Only the lines holding "trimmed" are wanted. Copy every one from the records below.

- Opening Delimiter -

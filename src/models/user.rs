use chrono::{DateTime, Utc};
use sqlx::FromRow;
use uuid::Uuid;

use crate::proto::common::UserSummary;

#[derive(Debug, Clone, FromRow)]
pub struct UserModel {
    pub id: Uuid,
    pub sequential_id: i64,
    pub email: String,
    pub first_name: String,
    pub last_name: Option<String>,
    pub is_admin: bool,
    pub created_at: DateTime<Utc>,
}

impl UserModel {
    pub const COLUMNS: &'static str =
        "id, sequential_id, email, first_name, last_name, is_admin, created_at";
}

impl From<UserModel> for UserSummary {
    fn from(u: UserModel) -> Self {
        UserSummary {
            id: u.id.to_string(),
            email: u.email,
            first_name: u.first_name,
            last_name: u.last_name.unwrap_or_default(),
            is_admin: u.is_admin,
            sequential_id: u.sequential_id,
        }
    }
}

/// Lowercased and trimmed; used for the unique login lookup.
pub fn normalize_email(email: &str) -> String {
    email.trim().to_lowercase()
}

#[cfg(test)]
mod tests {
    use super::*;

    #[test]
    fn email_normalization() {
        assert_eq!(normalize_email("  Ana@Example.COM "), "ana@example.com");
    }

    #[test]
    fn summary_fills_missing_last_name() {
        let summary: UserSummary = UserModel {
            id: Uuid::nil(),
            sequential_id: 4,
            email: "a@b.c".into(),
            first_name: "Ana".into(),
            last_name: None,
            is_admin: true,
            created_at: Utc::now(),
        }
        .into();
        assert_eq!(summary.last_name, "");
        assert_eq!(summary.sequential_id, 4);
        assert!(summary.is_admin);
    }
}
pub mod category;
pub mod discussion;
pub mod inventory;
pub mod item;
pub mod user;

pub use category::*;
pub use discussion::*;
pub use inventory::*;
pub use item::*;
pub use user::*;
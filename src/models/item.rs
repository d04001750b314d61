use chrono::{DateTime, Utc};
use sqlx::FromRow;
use uuid::Uuid;

use crate::custom_fields::ItemFieldValues;
use crate::proto::common::ItemSummary;

#[derive(Debug, Clone, FromRow)]
pub struct ItemModel {
    pub id: Uuid,
    pub inventory_id: Uuid,
    pub inventory_title: String,
    pub owner_id: Option<Uuid>,
    pub custom_id: String,
    #[sqlx(flatten)]
    pub values: ItemFieldValues,
    pub version: i32,
    pub created_at: DateTime<Utc>,
    pub updated_at: DateTime<Utc>,
}

impl ItemModel {
    pub const SELECT: &'static str = "SELECT it.id, it.inventory_id, inv.title AS inventory_title,
            it.owner_id, it.custom_id,
            it.single_line1, it.single_line2, it.single_line3,
            it.multi_line1, it.multi_line2, it.multi_line3,
            it.numeric_line1, it.numeric_line2, it.numeric_line3,
            it.bool_line1, it.bool_line2, it.bool_line3,
            it.version, it.created_at, it.updated_at
         FROM items it
         JOIN inventories inv ON inv.id = it.inventory_id";
}

#[derive(Debug, Clone, FromRow)]
pub struct ItemSummaryRow {
    pub id: Uuid,
    pub inventory_id: Uuid,
    pub inventory_title: String,
    pub custom_id: String,
    pub owner_id: Option<Uuid>,
    pub like_count: i64,
    pub created_at: DateTime<Utc>,
}

impl ItemSummaryRow {
    pub const SELECT: &'static str = "SELECT it.id, it.inventory_id, inv.title AS inventory_title,
            it.custom_id, it.owner_id,
            (SELECT COUNT(*) FROM item_likes l WHERE l.item_id = it.id) AS like_count,
            it.created_at
         FROM items it
         JOIN inventories inv ON inv.id = it.inventory_id";
}

impl From<ItemSummaryRow> for ItemSummary {
    fn from(r: ItemSummaryRow) -> Self {
        ItemSummary {
            id: r.id.to_string(),
            inventory_id: r.inventory_id.to_string(),
            inventory_title: r.inventory_title,
            custom_id: r.custom_id,
            owner_id: r.owner_id.map(|id| id.to_string()).unwrap_or_default(),
            like_count: r.like_count.try_into().unwrap_or(i32::MAX),
            created_at: r.created_at.to_rfc3339(),
        }
    }
}
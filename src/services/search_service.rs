use sqlx::{FromRow, PgPool};
use tonic::{Request, Response, Status};
use uuid::Uuid;

use crate::error::AppError;
use crate::proto::search::search_service_server::SearchService;
use crate::proto::search::{
    InventoryHit, SearchInventoriesResponse, SearchRequest, SearchTagsResponse,
    SearchUsersResponse, TagHit, UserHit,
};

const USER_SIMILARITY: f32 = 0.15;
const INVENTORY_SIMILARITY: f32 = 0.05;
const DEFAULT_USER_LIMIT: i64 = 5;
const DEFAULT_INVENTORY_LIMIT: i64 = 3;
const DEFAULT_TAG_LIMIT: i64 = 5;
const MAX_MATCHED_TAGS: i64 = 5;
const MAX_LIMIT: i64 = 50;

fn effective_limit(requested: i32, default: i64) -> i64 {
    if requested <= 0 {
        default
    } else {
        i64::from(requested).min(MAX_LIMIT)
    }
}

/// Escapes LIKE wildcards so the query is matched literally as a prefix.
fn like_prefix(query: &str) -> String {
    let mut escaped = String::with_capacity(query.len() + 1);
    for c in query.chars() {
        if matches!(c, '%' | '_' | '\\') {
            escaped.push('\\');
        }
        escaped.push(c);
    }
    escaped.push('%');
    escaped
}

/// A trimmed, lowercased query and its escaped `ILIKE` prefix pattern.
#[derive(Debug, PartialEq, Eq)]
struct SearchTerm {
    text: String,
    prefix: String,
}

impl SearchTerm {
    /// `None` for a blank query.
    fn parse(raw: &str) -> Option<Self> {
        let text = raw.trim().to_lowercase();
        if text.is_empty() {
            return None;
        }
        let prefix = like_prefix(&text);
        Some(Self { text, prefix })
    }
}

#[derive(FromRow)]
struct UserRow {
    id: Uuid,
    first_name: String,
    last_name: Option<String>,
}

#[derive(FromRow)]
struct InventoryRow {
    id: Uuid,
    title: String,
    description: String,
    image_url: Option<String>,
    owner_id: Option<Uuid>,
    matched_tags: Vec<String>,
}

pub struct SearchServiceImpl {
    pool: PgPool,
}

impl SearchServiceImpl {
    pub fn new(pool: PgPool) -> Self {
        Self { pool }
    }
}

#[tonic::async_trait]
impl SearchService for SearchServiceImpl {
    async fn search_users(
        &self,
        request: Request<SearchRequest>,
    ) -> Result<Response<SearchUsersResponse>, Status> {
        let req = request.into_inner();
        let Some(term) = SearchTerm::parse(&req.query) else {
            return Ok(Response::new(SearchUsersResponse { users: vec![] }));
        };

        let rows: Vec<UserRow> = sqlx::query_as(
            "SELECT id, first_name, last_name
             FROM users
             WHERE search_vector @@ plainto_tsquery('simple', $1)
                OR similarity(first_name, $1) > $2
                OR similarity(COALESCE(last_name, ''), $1) > $2
             ORDER BY ts_rank(search_vector, plainto_tsquery('simple', $1))
                    + similarity(first_name, $1)
                    + similarity(COALESCE(last_name, ''), $1) DESC,
                      sequential_id
             LIMIT $3",
        )
        .bind(&term.text)
        .bind(USER_SIMILARITY)
        .bind(effective_limit(req.limit, DEFAULT_USER_LIMIT))
        .fetch_all(&self.pool)
        .await
        .map_err(AppError::from)?;

        Ok(Response::new(SearchUsersResponse {
            users: rows
                .into_iter()
                .map(|r| UserHit {
                    id: r.id.to_string(),
                    first_name: r.first_name,
                    last_name: r.last_name.unwrap_or_default(),
                })
                .collect(),
        }))
    }

    async fn search_inventories(
        &self,
        request: Request<SearchRequest>,
    ) -> Result<Response<SearchInventoriesResponse>, Status> {
        let req = request.into_inner();
        let Some(term) = SearchTerm::parse(&req.query) else {
            return Ok(Response::new(SearchInventoriesResponse { inventories: vec![] }));
        };

        let rows: Vec<InventoryRow> = sqlx::query_as(
            "SELECT i.id, i.title, i.description, i.image_url, i.owner_id,
                    ARRAY(
                        SELECT t.name FROM inventory_tags it
                        JOIN tags t ON t.id = it.tag_id
                        WHERE it.inventory_id = i.id
                          AND (similarity(t.name, $1) > $2 OR t.name ILIKE $5)
                        ORDER BY t.name
                        LIMIT $4
                    ) AS matched_tags
             FROM inventories i
             WHERE i.is_public
               AND (
                    i.search_vector @@ plainto_tsquery('simple', $1)
                    OR similarity(i.title, $1) > $2
                    OR similarity(i.description, $1) > $2
                    OR EXISTS (
                        SELECT 1 FROM inventory_tags it
                        JOIN tags t ON t.id = it.tag_id
                        WHERE it.inventory_id = i.id
                          AND (similarity(t.name, $1) > $2 OR t.name ILIKE $5)
                    )
               )
             ORDER BY ts_rank(i.search_vector, plainto_tsquery('simple', $1))
                    + similarity(i.title, $1)
                    + similarity(i.description, $1) DESC,
                      i.created_at DESC
             LIMIT $3",
        )
        .bind(&term.text)
        .bind(INVENTORY_SIMILARITY)
        .bind(effective_limit(req.limit, DEFAULT_INVENTORY_LIMIT))
        .bind(MAX_MATCHED_TAGS)
        .bind(&term.prefix)
        .fetch_all(&self.pool)
        .await
        .map_err(AppError::from)?;

        Ok(Response::new(SearchInventoriesResponse {
            inventories: rows
                .into_iter()
                .map(|r| InventoryHit {
                    id: r.id.to_string(),
                    title: r.title,
                    description: r.description,
                    image_url: r.image_url.unwrap_or_default(),
                    owner_id: r.owner_id.map(|id| id.to_string()).unwrap_or_default(),
                    matched_tags: r.matched_tags,
                })
                .collect(),
        }))
    }

    async fn search_tags(
        &self,
        request: Request<SearchRequest>,
    ) -> Result<Response<SearchTagsResponse>, Status> {
        let req = request.into_inner();
        let Some(term) = SearchTerm::parse(&req.query) else {
            return Ok(Response::new(SearchTagsResponse { tags: vec![] }));
        };

        let rows: Vec<(i32, String)> = sqlx::query_as(
            "SELECT id, name FROM tags WHERE name ILIKE $1 ORDER BY name LIMIT $2",
        )
        .bind(&term.prefix)
        .bind(effective_limit(req.limit, DEFAULT_TAG_LIMIT))
        .fetch_all(&self.pool)
        .await
        .map_err(AppError::from)?;

        Ok(Response::new(SearchTagsResponse {
            tags: rows
                .into_iter()
                .map(|(id, name)| TagHit { id, name })
                .collect(),
        }))
    }
}

#[cfg(test)]
mod tests {
    use super::*;

    #[test]
    fn limits_default_and_cap() {
        assert_eq!(effective_limit(0, 3), 3);
        assert_eq!(effective_limit(-1, 5), 5);
        assert_eq!(effective_limit(10, 5), 10);
        assert_eq!(effective_limit(1000, 5), MAX_LIMIT);
    }

    #[test]
    fn like_prefix_escapes_wildcards() {
        assert_eq!(like_prefix("cam"), "cam%");
        assert_eq!(like_prefix("50%_off"), "50\\%\\_off%");
    }

    #[test]
    fn search_term_carries_text_and_tag_prefix() {
        assert_eq!(SearchTerm::parse("   "), None);
        let term = SearchTerm::parse("  Cam_Era ").unwrap();
        assert_eq!(term.text, "cam_era");
        assert_eq!(term.prefix, "cam\\_era%");
    }
}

- Closing Delimiter -

• Reply:
/// Lowercased and trimmed; used for the unique login lookup.
/// A trimmed, lowercased query and its escaped `ILIKE` prefix pattern.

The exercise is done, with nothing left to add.